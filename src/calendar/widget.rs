use super::cell::{ColumnRole, GridCell};
use super::month::MonthGrid;
use super::style::CellStyles;
use super::week::WeekGrid;
use super::DayContent;
use ratatui::{prelude::*, symbols::border::Set};

/// Lines taken up by the top border and labels of the month header
const MONTH_HEADER_LINES: u16 = 2;

/// Lines taken up by the top border, labels, and dates of the week header
const WEEK_HEADER_LINES: u16 = 3;

impl<C: DayContent> MonthGrid<C> {
    /// Width and height of the rendered month
    pub fn size(&self) -> (u16, u16) {
        let styles = self.cell_styles();
        let rows = u16::try_from(self.layout().len()).unwrap_or(u16::MAX);
        let row_height = month_cell_height(styles).saturating_add(1);
        let height = MONTH_HEADER_LINES
            .saturating_add(1)
            .saturating_add(rows.saturating_mul(row_height));
        (grid_width(styles, self.columns().len()), height)
    }
}

impl<C: DayContent> Widget for &MonthGrid<C> {
    fn render(self, area: Rect, buf: &mut Buffer) {
        let styles = self.cell_styles();
        let columns = self.columns();
        if columns.is_empty() {
            return;
        }
        let mut canvas = BufferCanvas::new(area, buf, styles);
        let weekdays = self.labels();
        let first = weekdays.first_from(self.week_start());
        let last = weekdays.last_before(self.week_start());
        for (x, &wd) in std::iter::zip(column_offsets(styles), &columns) {
            let role = ColumnRole::classify(wd, first, last);
            canvas.draw_frame(x, 1, 1, &styles.header.get(role), true);
            canvas.mvprint(1, x, weekdays.label(wd).unwrap_or_default(), styles.label);
        }
        let height = month_cell_height(styles);
        let mut y = MONTH_HEADER_LINES + 1;
        for row in self.layout() {
            for (x, cell) in std::iter::zip(column_offsets(styles), &row) {
                canvas.draw_cell_frame(x, y, height, cell);
                if let Some(day) = cell.day() {
                    let style = if cell.active {
                        styles.active_number
                    } else {
                        styles.number
                    };
                    canvas.mvprint(y, x, day.to_string(), style);
                    if let Some(content) = self.content(day) {
                        canvas.draw_text(x, y + 1, styles.body_height, &content.render());
                    }
                }
            }
            y = y.saturating_add(height + 1);
        }
    }
}

impl<C: DayContent> WeekGrid<C> {
    /// Width and height of the rendered week
    pub fn size(&self) -> (u16, u16) {
        let styles = &self.week_styles().cells;
        let height = WEEK_HEADER_LINES
            .saturating_add(1)
            .saturating_add(week_body_height(styles))
            .saturating_add(1);
        (grid_width(styles, self.layout().len()), height)
    }
}

impl<C: DayContent> Widget for &WeekGrid<C> {
    fn render(self, area: Rect, buf: &mut Buffer) {
        let week_styles = self.week_styles();
        let styles = &week_styles.cells;
        let cells = self.layout();
        let mut canvas = BufferCanvas::new(area, buf, styles);
        let weekdays = self.labels();
        let body_height = week_body_height(styles);
        let body_y = WEEK_HEADER_LINES + 1;
        for (x, cell) in std::iter::zip(column_offsets(styles), &cells) {
            let Some(date) = cell.date else {
                continue;
            };
            canvas.draw_frame(x, 1, 2, &styles.header.get(cell.column), true);
            let (label_style, date_style) = if cell.active {
                (week_styles.active_header, week_styles.active_header)
            } else {
                (styles.label, styles.number)
            };
            let label = weekdays.label(cell.weekday).unwrap_or_default();
            canvas.mvprint(1, x, label, label_style);
            canvas.mvprint(2, x, week_styles.date_format.format(date), date_style);
            canvas.draw_cell_frame(x, body_y, body_height, cell);
            if let Some(content) = self.content(date) {
                canvas.draw_text(x, body_y, body_height, &content.render());
            }
        }
    }
}

/// A month cell holds the day number followed by the body
fn month_cell_height(styles: &CellStyles) -> u16 {
    styles.body_height.saturating_add(1)
}

fn week_body_height(styles: &CellStyles) -> u16 {
    styles.body_height.max(1)
}

/// Each column is its content plus a right border, and the first column
/// also has a left border
fn grid_width(styles: &CellStyles, columns: usize) -> u16 {
    if columns == 0 {
        return 0;
    }
    let columns = u16::try_from(columns).unwrap_or(u16::MAX);
    columns
        .saturating_mul(styles.width.saturating_add(1))
        .saturating_add(1)
}

/// X coordinate of the content area of each successive column
fn column_offsets(styles: &CellStyles) -> impl Iterator<Item = u16> {
    let step = styles.width.saturating_add(1);
    std::iter::successors(Some(1u16), move |&x| x.checked_add(step))
}

#[derive(Debug)]
struct BufferCanvas<'a> {
    area: Rect,
    buf: &'a mut Buffer,
    styles: &'a CellStyles,
}

impl<'a> BufferCanvas<'a> {
    fn new(area: Rect, buf: &'a mut Buffer, styles: &'a CellStyles) -> Self {
        Self { area, buf, styles }
    }

    fn draw_cell_frame(&mut self, x: u16, y: u16, height: u16, cell: &GridCell) {
        let set = self.styles.row_borders(cell.row).get(cell.column);
        self.draw_frame(x, y, height, &set, false);
    }

    /// Draws the frame around the content area whose top-left corner is
    /// (`x`, `y`).  Only the leftmost column draws a left edge; every other
    /// column shares the right edge of its neighbour.
    fn draw_frame(&mut self, x: u16, y: u16, height: u16, set: &Set, top: bool) {
        let width = self.styles.width;
        let left = x.checked_sub(1).filter(|&lx| lx == 0);
        let right = x.saturating_add(width);
        let style = self.styles.border;
        if let Some(top_y) = y.checked_sub(1).filter(|_| top) {
            if let Some(lx) = left {
                self.mvaddch(top_y, lx, set.top_left, style);
            }
            self.hline(top_y, x, set.horizontal_top, width, style);
            self.mvaddch(top_y, right, set.top_right, style);
        }
        for line in y..y.saturating_add(height) {
            if let Some(lx) = left {
                self.mvaddch(line, lx, set.vertical_left, style);
            }
            self.mvaddch(line, right, set.vertical_right, style);
        }
        let bottom_y = y.saturating_add(height);
        if let Some(lx) = left {
            self.mvaddch(bottom_y, lx, set.bottom_left, style);
        }
        self.hline(bottom_y, x, set.horizontal_bottom, width, style);
        self.mvaddch(bottom_y, right, set.bottom_right, style);
    }

    fn draw_text(&mut self, x: u16, y: u16, height: u16, text: &Text<'_>) {
        for (line, ty) in std::iter::zip(&text.lines, y..y.saturating_add(height)) {
            if ty < self.area.height && x < self.area.width {
                let width = self.styles.width.min(self.area.width - x);
                let line = line.clone().patch_style(self.styles.body);
                self.buf
                    .set_line(x + self.area.x, ty + self.area.y, &line, width);
            }
        }
    }

    fn mvaddch(&mut self, y: u16, x: u16, symbol: &str, style: Style) {
        if y < self.area.height && x < self.area.width {
            if let Some(cell) = self.buf.cell_mut((x + self.area.x, y + self.area.y)) {
                cell.set_symbol(symbol).set_style(style);
            }
        }
    }

    fn mvprint<S: AsRef<str>>(&mut self, y: u16, x: u16, s: S, style: Style) {
        if y < self.area.height && x < self.area.width {
            let width = self.styles.width.min(self.area.width - x);
            self.buf.set_stringn(
                x + self.area.x,
                y + self.area.y,
                s.as_ref(),
                usize::from(width),
                style,
            );
        }
    }

    fn hline(&mut self, y: u16, x: u16, symbol: &str, length: u16, style: Style) {
        for i in 0..length {
            self.mvaddch(y, x.saturating_add(i), symbol, style);
        }
    }
}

————————

▶ **Instructions for the task**:
Each line in the data that holds the string "rendered" must be returned.

▶ **Task solution**:
    /// Width and height of the rendered month
    /// Width and height of the rendered week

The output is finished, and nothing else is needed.